The claims that are frequently made about God "explaining everything," are interesting, but ill founded. What the God story does is provide a lot of psychological and cognitive relief for people who feel the urge to believe. But in any real, robust account of explanation the God story actually ends up with more hanging questions, and more bizarre implications, than the open issues in science that they fixate on. It's very hard to get them to appreciate that, however. Patience you must have.

MM

Matt Howery said...

You could also track (as Dawkins does, I believe) the "deity's purpose" over time. What I mean by that is how the concept of god keeps shrinking.

If you were to look far back in history almost everything we experienced was attributed to something supernatural, be it god, or some other deity. As science progressed we slowly learned that the sun was not a god, nor the moon, nor the other stars, etc.

God "shrunk." At our current position, where we have consistent scientific explanations for a wide range of phenomenae, you have very little that is unexplained. Origins of the Big Bang perhaps, or, as show, the explanations surrounding experiences on the neural level.

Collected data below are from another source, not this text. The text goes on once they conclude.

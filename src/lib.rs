//! # bevy_kart_path
//!
//! A Bevy plugin for authoring banked race-track paths from cubic Bézier
//! segments.
//!
//! ## Features
//!
//! - Piecewise cubic Bézier paths, open or closed
//! - Structural edits: append, split and delete segments, open/close the loop
//! - Free, aligned and mirrored control points, or fully automatic ones
//! - Evenly spaced samples with tangents and banked normals per segment
//! - Local banking around an anchor and global banking, eased frame by frame
//! - Road and fenced road meshes, and terrain shaping along the samples
//!
//! ## Quick Start
//!
//! ```ignore
//! use bevy::prelude::*;
//! use bevy_kart_path::prelude::*;
//!
//! fn main() {
//!     App::new()
//!         .add_plugins(DefaultPlugins)
//!         .add_plugins(PathPlugin)
//!         .add_plugins(PathRoadPlugin)     // Optional: road meshes along paths
//!         .add_plugins(PathEditorPlugin)   // Optional: command-driven editing
//!         .add_systems(Startup, setup)
//!         .run();
//! }
//!
//! fn setup(mut commands: Commands) {
//!     let mut path = BezierPath::new(Vec3::ZERO);
//!     path.add_segment(Vec3::new(10.0, 0.0, 5.0)).unwrap();
//!     path.rotate_local_normals(3, 25.0).unwrap();
//!
//!     let path = commands.spawn(path).id();
//!     commands.spawn(PathRoad::new(path).with_profile(RoadProfile::default().with_width(6.0)));
//! }
//! ```
//!
//! ## Plugins
//!
//! - [`PathPlugin`]: Path type registration and normal easing (required)
//! - [`PathRoadPlugin`]: Road and fence meshes along paths (optional)
//! - [`PathTerrainPlugin`]: Heightmaps shaped along paths (optional)
//! - [`PathEditorPlugin`]: Applies [`editor::PathCommand`]s sent as messages (optional)

pub mod bezier;
pub mod error;
pub mod geometry;
pub mod path;
pub mod road;
pub mod terrain;

#[cfg(feature = "editor")]
pub mod editor;

pub use error::{PathEditError, PathResult};
pub use path::PathPlugin;
pub use road::PathRoadPlugin;
pub use terrain::PathTerrainPlugin;

#[cfg(feature = "editor")]
pub use editor::PathEditorPlugin;

/// Convenient re-exports of commonly used types.
pub mod prelude {
    pub use crate::error::{PathEditError, PathResult};
    pub use crate::path::{
        AxisConstraint, Banking, BezierPath, ControlMode, PathPlugin, PathSample, PathSettings,
        Spline,
    };
    pub use crate::road::{
        build_fence_geometry, build_road_geometry, generate_fence_mesh, generate_road_mesh,
        FenceProfile, GeneratedFenceMesh, GeneratedRoadMesh, PathFence, PathRoad, PathRoadPlugin,
        RoadGeometry, RoadProfile,
    };
    pub use crate::terrain::{
        brush_strokes, Heightmap, PathTerrain, PathTerrainPlugin, TerrainShaper,
    };

    #[cfg(feature = "editor")]
    pub use crate::editor::{
        EditorSettings, PathCommand, PathCommandMessage, PathCommandRejected, PathEditorPlugin,
    };
}
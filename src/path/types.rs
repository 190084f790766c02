use bevy::prelude::*;

/// Fraction of a local banking angle applied at the rotated anchor.
///
/// Banking ramps from this fraction at the anchor down to zero at the far end
/// of each adjacent segment.
pub const MAX_ANGLE_CHANGE: f32 = 0.5;

/// Smallest accepted sample spacing.
///
/// Anything finer would produce millions of samples per unit of path.
pub const MIN_SPACING: f32 = 1e-3;

/// How moving one control point affects the opposite control point of the
/// same anchor.
#[derive(Debug, Clone, Copy, PartialEq, Eq, Default, Reflect)]
#[reflect(Default)]
pub enum ControlMode {
    /// Control points move independently.
    #[default]
    Free,
    /// The opposite control point stays collinear through the anchor but keeps
    /// its own distance.
    Aligned,
    /// The opposite control point is the exact reflection through the anchor.
    Mirrored,
}

impl ControlMode {
    /// Cycle to the next mode.
    pub fn next(self) -> Self {
        match self {
            Self::Free => Self::Aligned,
            Self::Aligned => Self::Mirrored,
            Self::Mirrored => Self::Free,
        }
    }

    /// Display name for this mode.
    pub fn name(&self) -> &'static str {
        match self {
            Self::Free => "Free",
            Self::Aligned => "Aligned",
            Self::Mirrored => "Mirrored",
        }
    }
}

/// Plane the control polygon is locked to.
#[derive(Debug, Clone, Copy, PartialEq, Eq, Default, Reflect)]
#[reflect(Default)]
pub enum AxisConstraint {
    /// Free 3D editing.
    #[default]
    Free,
    /// Locked to the XY plane (`z = 0`).
    Xy,
    /// Locked to the XZ ground plane (`y = 0`).
    Xz,
}

impl AxisConstraint {
    /// Project a point onto the constrained plane.
    pub fn apply(&self, point: Vec3) -> Vec3 {
        match self {
            Self::Free => point,
            Self::Xy => Vec3::new(point.x, point.y, 0.0),
            Self::Xz => Vec3::new(point.x, 0.0, point.z),
        }
    }
}

/// Banking ramp of one segment.
///
/// Sample `i` of `n` is banked by `amount * remap(i / n, 0, 1, from, to)`
/// degrees on top of the path's global normal angle.
#[derive(Debug, Clone, Copy, PartialEq, Default, Reflect)]
pub struct Banking {
    /// Banking angle in degrees.
    pub amount: f32,
    /// Ramp factor at the start of the segment.
    pub from: f32,
    /// Ramp factor at the end of the segment.
    pub to: f32,
}

impl Banking {
    /// No banking.
    pub const NONE: Self = Self {
        amount: 0.0,
        from: 0.0,
        to: 0.0,
    };

    /// Banking that eases out from the segment start.
    pub fn easing_out(amount: f32) -> Self {
        Self {
            amount,
            from: MAX_ANGLE_CHANGE,
            to: 0.0,
        }
    }

    /// Banking that eases in toward the segment end.
    pub fn easing_in(amount: f32) -> Self {
        Self {
            amount,
            from: 0.0,
            to: MAX_ANGLE_CHANGE,
        }
    }

    /// Local banking angle of sample `index` out of `count`.
    pub fn rotation_at(&self, index: usize, count: usize) -> f32 {
        if count == 0 {
            return 0.0;
        }
        let completion = index as f32 / count as f32;
        self.amount * crate::geometry::remap(completion, 0.0, 1.0, self.from, self.to)
    }
}

/// Tunable parameters of a [`BezierPath`](super::BezierPath).
#[derive(Debug, Clone, Copy, PartialEq, Reflect)]
#[reflect(Default)]
pub struct PathSettings {
    /// Arc-length distance between consecutive samples, at least
    /// [`MIN_SPACING`].
    pub spacing: f32,
    /// Extra subdivision density used while walking each segment.
    pub resolution: f32,
    /// Behaviour of the opposite control point when one is moved.
    pub control_mode: ControlMode,
    /// Derive control points from neighbouring anchors instead of editing them.
    pub auto_set_control_points: bool,
    /// Plane the control polygon is locked to.
    pub axis_constraint: AxisConstraint,
    /// Banking applied to every sample, in degrees.
    pub global_normal_angle: f32,
    /// Maximum angle (radians) a normal may turn per update.
    pub max_radians_delta: f32,
    /// Maximum length change of a normal per update.
    pub max_magnitude_delta: f32,
}

impl Default for PathSettings {
    fn default() -> Self {
        Self {
            spacing: 1.0,
            resolution: 1.0,
            control_mode: ControlMode::Free,
            auto_set_control_points: false,
            axis_constraint: AxisConstraint::Free,
            global_normal_angle: 0.0,
            max_radians_delta: 0.25,
            max_magnitude_delta: 0.0,
        }
    }
}

impl PathSettings {
    /// Set the sample spacing.
    pub fn with_spacing(mut self, spacing: f32) -> Self {
        self.spacing = spacing;
        self
    }

    /// Set the subdivision resolution.
    pub fn with_resolution(mut self, resolution: f32) -> Self {
        self.resolution = resolution;
        self
    }

    /// Set the control point mode.
    pub fn with_control_mode(mut self, mode: ControlMode) -> Self {
        self.control_mode = mode;
        self
    }

    /// Enable or disable automatic control points.
    pub fn with_auto_set_control_points(mut self, auto: bool) -> Self {
        self.auto_set_control_points = auto;
        self
    }

    /// Set the axis constraint.
    pub fn with_axis_constraint(mut self, constraint: AxisConstraint) -> Self {
        self.axis_constraint = constraint;
        self
    }

    /// Set the global banking angle in degrees.
    pub fn with_global_normal_angle(mut self, degrees: f32) -> Self {
        self.global_normal_angle = degrees;
        self
    }

    /// Set the per-update rotation limits for normals.
    pub fn with_rotation_limits(mut self, max_radians_delta: f32, max_magnitude_delta: f32) -> Self {
        self.max_radians_delta = max_radians_delta.max(0.0);
        self.max_magnitude_delta = max_magnitude_delta.max(0.0);
        self
    }
}
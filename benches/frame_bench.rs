//! Criterion benchmarks for the integrator and the full frame step.

use criterion::{black_box, criterion_group, criterion_main, Criterion};
use orrery::bodies::BodyTransform;
use orrery::engine::{CameraPose, PrimitiveId};
use orrery::physics::constants::MU_SUN;
use orrery::physics::{step, OrbitIntegrator, StateVector};
use orrery::{Options, RenderBackend, SimulationScheduler};

const EARTH: [f64; 6] = [
    -1.13988e11,
    -9.00639e10,
    1.83944e6,
    2.14668e4,
    -2.69850e4,
    -0.399201,
];

struct NullBackend;

impl RenderBackend for NullBackend {
    fn surface_size(&self) -> Option<(u32, u32)> {
        Some((1920, 1080))
    }
    fn create_body_primitive(&mut self, _radius: f32, _color: [f32; 3]) -> PrimitiveId {
        PrimitiveId(0)
    }
    fn set_transform(&mut self, _primitive: PrimitiveId, _transform: &BodyTransform) {}
    fn set_camera(&mut self, _pose: &CameraPose) {}
    fn resize(&mut self, _width: u32, _height: u32) {}
    fn draw(&mut self) {}
}

fn integrator_benchmark(c: &mut Criterion) {
    let state = StateVector::from_array(EARTH);
    c.bench_function("verlet_step", |b| {
        b.iter(|| black_box(step(black_box(&state), black_box(3600.0), MU_SUN)))
    });

    let mut group = c.benchmark_group("substepped_advance");
    for max in [86_400.0, 3600.0, 60.0] {
        let integrator = OrbitIntegrator::new(MU_SUN).with_max_substep(max);
        group.bench_function(format!("max_{max}s"), |b| {
            b.iter(|| black_box(integrator.advance(&state, black_box(86_400.0))))
        });
    }
    group.finish();
}

fn frame_benchmark(c: &mut Criterion) {
    let Ok(mut scheduler) = SimulationScheduler::start(NullBackend, Options::default())
    else {
        return;
    };
    c.bench_function("full_frame", |b| {
        b.iter(|| black_box(scheduler.frame_with_delta(black_box(1.0 / 60.0))))
    });
}

criterion_group!(benches, integrator_benchmark, frame_benchmark);
criterion_main!(benches);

If you were to draw a triangle (facing right), with just the tip cut off, you could use that to visually show the shrinking god effect. At the beginning of human consciousness, nearly (if not) all phenomenae would be attributed to some sort of supernatural event. As time continues, the phenomenae that is "unexplained" shrinks as science grows. Now, there are things we still don't know, but a huge order of magnitude less.

Could you not make an argument about drawing the observed effect (the shrinking) to it's logical conclusion (non-existence)?

For Anonymous,
Honestly, when people try that stuff with me I always start with "which god?" and go from there. It pretty much stops them in their tracks. "Why are you right, and so-and-so wrong?"

Also, Matt's got some great stuff on here about proving a negative. It can actually be done.

Eric Sotnak said...

The claim that qualia or consciousness can only be explained by immaterial souls is really odd, when you think abut it. After all, what are the details of that story?

Dualist: “Qualia/consciousness cannot be explained by mere brains. So we have to look to the soul. That explains everything perfectly. By positing immaterial souls, we can easily explain how qualia/consciousness are possible.”

Me: “Wait... Exactly HOW does a soul explain consciousness?”

Dualist: “Easy. Consciousness is a basic property of the soul. It is the kind of thing by nature than can be conscious.”

Me: “So you explain how consciousness is possible by saying that it is possible for souls to be conscious, and that is because that's just what souls do?”

Dualist; “Right.”

Matt McCormick said...

Thanks Professor Sotnak. Yeah, this is a peculiar view. Materialism must be rejected because it can't explain qualia. And if a theory doesn't explain everything then it is inadequate. But monist, dualist, epiphenomenalist, interactionist, and supervenience or mysterian views often posit qualia as an ontological basic that cannot be explained by anything more basic. But the inability to explain them is only seen as a liability for materialism.

MM

Anonymous said...

Light = Consciousness = intelligence

Matt, you are not addressing the issue very well. Looking for NCC's to prove consciousness is material is a lost cause. You need to understand that light beams are the source for consciousness and not some fleshy piece. And light beams are not material.



Thus, the photons which constitute a ray of light behave like intelligent human beings: out of all possible curves they always select the one which will take them most quickly to their goal.

Max Planck (1858 - 1947)

Reginald Selkirk said...

A new blog relevant to this topic:
The Thoughtful Animal

Our minds are not so vastly different from those of "lower" animals than we like to imagine.